Stored items
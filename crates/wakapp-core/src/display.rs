//! Human-facing date and time strings.

use chrono::{NaiveDate, NaiveTime};

/// `"07:05"` -> `"7:05 AM"` (or `"07:05"` with `hour12 = false`).
///
/// Accepts `HH:MM` or `HH:MM:SS`. Unreadable input is returned unchanged.
pub fn format_time(time: &str, hour12: bool) -> String {
    let time = time.trim();
    if time.is_empty() {
        return String::new();
    }
    let parsed = NaiveTime::parse_from_str(time, "%H:%M:%S")
        .or_else(|_| NaiveTime::parse_from_str(time, "%H:%M"));
    match parsed {
        Ok(t) if hour12 => t.format("%-I:%M %p").to_string(),
        Ok(t) => t.format("%H:%M").to_string(),
        Err(_) => time.to_string(),
    }
}

/// `"2026-10-19"` -> `"Mon, Oct 19"`. Unreadable input is returned unchanged.
pub fn format_date(date: &str) -> String {
    let date = date.trim();
    if date.is_empty() {
        return String::new();
    }
    let day = date.split_once('T').map_or(date, |(d, _)| d);
    match NaiveDate::parse_from_str(day, "%Y-%m-%d") {
        Ok(d) => d.format("%a, %b %-d").to_string(),
        Err(_) => date.to_string(),
    }
}
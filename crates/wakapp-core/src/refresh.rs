//! Bookkeeping for requests whose responses may arrive late.
//!
//! Nothing here blocks or spawns. Callers hold a [`Ticket`] across the
//! `.await` and hand it back with the response.

use std::collections::HashSet;
use std::hash::Hash;
use std::sync::{Mutex, PoisonError};

/// Identifies one refresh request.
#[derive(Debug, Clone, Copy, PartialEq, Eq)]
pub struct Ticket(u64);

/// Holds the last completed value of a repeatedly refreshed list.
///
/// - A response for an abandoned ticket is dropped.
/// - Otherwise the most recently *completed* response wins, even when it
///   belongs to an older request.
#[derive(Debug)]
pub struct RefreshSlot<T> {
    value: Option<T>,
    next: u64,
    /// Tickets at or below this were abandoned.
    abandoned_through: Option<u64>,
    outstanding: usize,
}

impl<T> Default for RefreshSlot<T> {
    fn default() -> Self {
        Self {
            value: None,
            next: 0,
            abandoned_through: None,
            outstanding: 0,
        }
    }
}

impl<T> RefreshSlot<T> {
    pub fn new() -> Self {
        Self::default()
    }

    pub fn begin(&mut self) -> Ticket {
        self.next += 1;
        self.outstanding += 1;
        Ticket(self.next)
    }

    /// Forget every request issued so far; their responses will be ignored.
    pub fn abandon(&mut self) {
        if self.next > 0 {
            self.abandoned_through = Some(self.next);
        }
        self.outstanding = 0;
    }

    fn is_abandoned(&self, ticket: Ticket) -> bool {
        self.abandoned_through.is_some_and(|through| ticket.0 <= through)
    }

    /// Store `value` unless `ticket` was abandoned. Returns whether it was
    /// stored.
    pub fn complete(&mut self, ticket: Ticket, value: T) -> bool {
        if self.is_abandoned(ticket) {
            tracing::debug!(ticket = ticket.0, "dropping response for abandoned refresh");
            return false;
        }
        self.outstanding = self.outstanding.saturating_sub(1);
        self.value = Some(value);
        true
    }

    /// Mark a request as finished without a value (it failed).
    pub fn fail(&mut self, ticket: Ticket) {
        if !self.is_abandoned(ticket) {
            self.outstanding = self.outstanding.saturating_sub(1);
        }
    }

    pub fn is_loading(&self) -> bool {
        self.outstanding > 0
    }

    pub fn value(&self) -> Option<&T> {
        self.value.as_ref()
    }
}

/// Rejects a second start of the same operation while the first is running.
#[derive(Debug)]
pub struct InFlight<K> {
    running: HashSet<K>,
}

impl<K> Default for InFlight<K> {
    fn default() -> Self {
        Self {
            running: HashSet::new(),
        }
    }
}

impl<K: Eq + Hash> InFlight<K> {
    pub fn new() -> Self {
        Self::default()
    }

    /// Returns `false` if `key` is already running.
    pub fn try_begin(&mut self, key: K) -> bool {
        self.running.insert(key)
    }

    pub fn finish(&mut self, key: &K) {
        self.running.remove(key);
    }

    pub fn is_running(&self, key: &K) -> bool {
        self.running.contains(key)
    }
}

/// [`InFlight`] usable through `&self`, for services whose async methods
/// can be polled concurrently.
#[derive(Debug)]
pub struct Exclusive<K> {
    running: Mutex<InFlight<K>>,
}

impl<K> Default for Exclusive<K> {
    fn default() -> Self {
        Self {
            running: Mutex::new(InFlight::default()),
        }
    }
}

impl<K: Eq + Hash + Clone> Exclusive<K> {
    pub fn new() -> Self {
        Self::default()
    }

    /// Mark `key` running. `None` if it already is. The key is released when
    /// the returned guard drops.
    pub fn start(&self, key: K) -> Option<Running<'_, K>> {
        let started = self
            .running
            .lock()
            .unwrap_or_else(PoisonError::into_inner)
            .try_begin(key.clone());
        started.then(|| Running { owner: self, key })
    }

    pub fn is_running(&self, key: &K) -> bool {
        self.running
            .lock()
            .unwrap_or_else(PoisonError::into_inner)
            .is_running(key)
    }
}

/// Held for the duration of one operation.
#[derive(Debug)]
pub struct Running<'a, K: Eq + Hash + Clone> {
    owner: &'a Exclusive<K>,
    key: K,
}

impl<K: Eq + Hash + Clone> Drop for Running<'_, K> {
    fn drop(&mut self) {
        self.owner
            .running
            .lock()
            .unwrap_or_else(PoisonError::into_inner)
            .finish(&self.key);
    }
}
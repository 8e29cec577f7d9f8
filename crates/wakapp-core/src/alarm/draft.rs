//! Pre-submission alarm state and the checks that gate submission.

use std::collections::{BTreeMap, BTreeSet};
use std::fmt;
use std::str::FromStr;

use chrono::{NaiveDate, NaiveDateTime, NaiveTime, Timelike};
use serde::{Deserialize, Serialize};

use super::{Alarm, MediaRef, WakeMethod};
use crate::error::{CoreError, SelectionError, ValidationError};
use crate::friends::{Friendship, FriendshipStatus};
use crate::session::Identity;
use crate::validation::validate;

/// Who the alarm is for.
#[derive(Debug, Clone, Copy, Default, PartialEq, Eq, Serialize, Deserialize)]
#[serde(rename_all = "lowercase")]
pub enum TargetType {
    #[default]
    Myself,
    Friend,
}

impl fmt::Display for TargetType {
    fn fmt(&self, f: &mut fmt::Formatter<'_>) -> fmt::Result {
        f.write_str(match self {
            TargetType::Myself => "myself",
            TargetType::Friend => "friend",
        })
    }
}

impl FromStr for TargetType {
    type Err = ValidationError;

    fn from_str(s: &str) -> Result<Self, Self::Err> {
        match s.trim().to_ascii_lowercase().as_str() {
            "self" | "myself" | "me" => Ok(TargetType::Myself),
            "friend" => Ok(TargetType::Friend),
            other => Err(ValidationError::InvalidValue {
                field: "target_type".into(),
                message: format!("expected 'self' or 'friend', got '{other}'"),
            }),
        }
    }
}

/// Body of `POST /alarms`.
#[derive(Debug, Clone, PartialEq, Eq, Serialize)]
pub struct CreateAlarmRequest {
    pub user_id: String,
    pub target_user: String,
    /// `YYYY-MM-DDTHH:MM`
    pub alarm_date: String,
    pub wake_methods: Vec<WakeMethod>,
    pub uploaded_files: BTreeMap<WakeMethod, MediaRef>,
}

/// The create-alarm form.
#[derive(Debug, Clone, PartialEq, Eq)]
pub struct AlarmDraft {
    pub target_type: TargetType,
    pub friend: Option<Friendship>,
    pub date: NaiveDate,
    pub time: NaiveTime,
    pub wake_methods: BTreeSet<WakeMethod>,
    pub media: BTreeMap<WakeMethod, MediaRef>,
}

/// Minute precision, like the picker.
fn to_minute(now: NaiveDateTime) -> (NaiveDate, NaiveTime) {
    let time = NaiveTime::from_hms_opt(now.hour(), now.minute(), 0).unwrap_or(NaiveTime::MIN);
    (now.date(), time)
}

impl AlarmDraft {
    /// Empty draft scheduled at `now`.
    pub fn new(target_type: TargetType, now: NaiveDateTime) -> Self {
        let (date, time) = to_minute(now);
        Self {
            target_type,
            friend: None,
            date,
            time,
            wake_methods: BTreeSet::new(),
            media: BTreeMap::new(),
        }
    }

    /// Draft pre-targeted at `friend` ("wake up" from the friends list).
    pub fn for_friend(friend: Friendship, now: NaiveDateTime) -> Self {
        Self {
            friend: Some(friend),
            ..Self::new(TargetType::Friend, now)
        }
    }

    /// Pre-filled copy of `alarm` for the viewer to submit again.
    ///
    /// Only the wake methods carry over: media must be picked again and no
    /// friend is preselected. The target type is `Myself` when the viewer
    /// authored the original.
    pub fn cloned_from(alarm: &Alarm, viewer_id: &str, now: NaiveDateTime) -> Self {
        let target_type = if alarm.is_authored_by(viewer_id) {
            TargetType::Myself
        } else {
            TargetType::Friend
        };
        Self {
            wake_methods: alarm.wake_methods.clone(),
            ..Self::new(target_type, now)
        }
    }

    /// Select or deselect `method`. Returns whether it is now selected.
    pub fn toggle_method(&mut self, method: WakeMethod) -> bool {
        if self.wake_methods.remove(&method) {
            false
        } else {
            self.wake_methods.insert(method);
            true
        }
    }

    pub fn attach_media(&mut self, method: WakeMethod, media: MediaRef) {
        self.media.insert(method, media);
    }

    /// Switch back to an alarm for oneself, dropping any chosen friend.
    pub fn target_self(&mut self) {
        self.target_type = TargetType::Myself;
        self.friend = None;
    }

    pub fn select_friend(&mut self, friend: Friendship) {
        self.target_type = TargetType::Friend;
        self.friend = Some(friend);
    }

    /// Clear the form for another alarm, keeping the target type.
    pub fn reset(&mut self, now: NaiveDateTime) {
        *self = Self::new(self.target_type, now);
    }

    pub fn scheduled_for(&self) -> String {
        self.date.and_time(self.time).format("%Y-%m-%dT%H:%M").to_string()
    }

    /// Everything that can be checked without the network.
    ///
    /// Wake methods are checked first, then the friend selection.
    pub fn check(&self) -> Result<(), CoreError> {
        validate(&self.wake_methods, &self.media)?;

        if self.target_type == TargetType::Friend {
            let friend = self
                .friend
                .as_ref()
                .ok_or(SelectionError::NoFriendSelected)?;
            if friend.status != FriendshipStatus::Accepted {
                return Err(SelectionError::FriendNotAccepted {
                    name: friend.display_name().to_string(),
                    status: friend.status,
                }
                .into());
            }
        }
        Ok(())
    }

    /// Build the request body on behalf of `author`.
    pub fn to_request(&self, author: &Identity) -> Result<CreateAlarmRequest, CoreError> {
        self.check()?;

        let target_user = match (&self.target_type, &self.friend) {
            (TargetType::Friend, Some(friend)) => friend.other_party(&author.id).to_string(),
            _ => author.id.clone(),
        };
        let uploaded_files = self
            .media
            .iter()
            .filter(|(method, _)| self.wake_methods.contains(method))
            .map(|(method, media)| (*method, media.clone()))
            .collect();

        Ok(CreateAlarmRequest {
            user_id: author.id.clone(),
            target_user,
            alarm_date: self.scheduled_for(),
            wake_methods: self.wake_methods.iter().copied().collect(),
            uploaded_files,
        })
    }
}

§ THE PROBLEM:
Among the entries above, copy exactly only the lines starting with the one containing "one refresh request." and going through the one containing "pub fn fail(&mut", both ends included.

§ OUTPUT FOR THIS TASK:
/// Identifies one refresh request.
#[derive(Debug, Clone, Copy, PartialEq, Eq)]
pub struct Ticket(u64);

/// Holds the last completed value of a repeatedly refreshed list.
///
/// - A response for an abandoned ticket is dropped.
/// - Otherwise the most recently *completed* response wins, even when it
///   belongs to an older request.
#[derive(Debug)]
pub struct RefreshSlot<T> {
    value: Option<T>,
    next: u64,
    /// Tickets at or below this were abandoned.
    abandoned_through: Option<u64>,
    outstanding: usize,
}

impl<T> Default for RefreshSlot<T> {
    fn default() -> Self {
        Self {
            value: None,
            next: 0,
            abandoned_through: None,
            outstanding: 0,
        }
    }
}

impl<T> RefreshSlot<T> {
    pub fn new() -> Self {
        Self::default()
    }

    pub fn begin(&mut self) -> Ticket {
        self.next += 1;
        self.outstanding += 1;
        Ticket(self.next)
    }

    /// Forget every request issued so far; their responses will be ignored.
    pub fn abandon(&mut self) {
        if self.next > 0 {
            self.abandoned_through = Some(self.next);
        }
        self.outstanding = 0;
    }

    fn is_abandoned(&self, ticket: Ticket) -> bool {
        self.abandoned_through.is_some_and(|through| ticket.0 <= through)
    }

    /// Store `value` unless `ticket` was abandoned. Returns whether it was
    /// stored.
    pub fn complete(&mut self, ticket: Ticket, value: T) -> bool {
        if self.is_abandoned(ticket) {
            tracing::debug!(ticket = ticket.0, "dropping response for abandoned refresh");
            return false;
        }
        self.outstanding = self.outstanding.saturating_sub(1);
        self.value = Some(value);
        true
    }

    /// Mark a request as finished without a value (it failed).
    pub fn fail(&mut self, ticket: Ticket) {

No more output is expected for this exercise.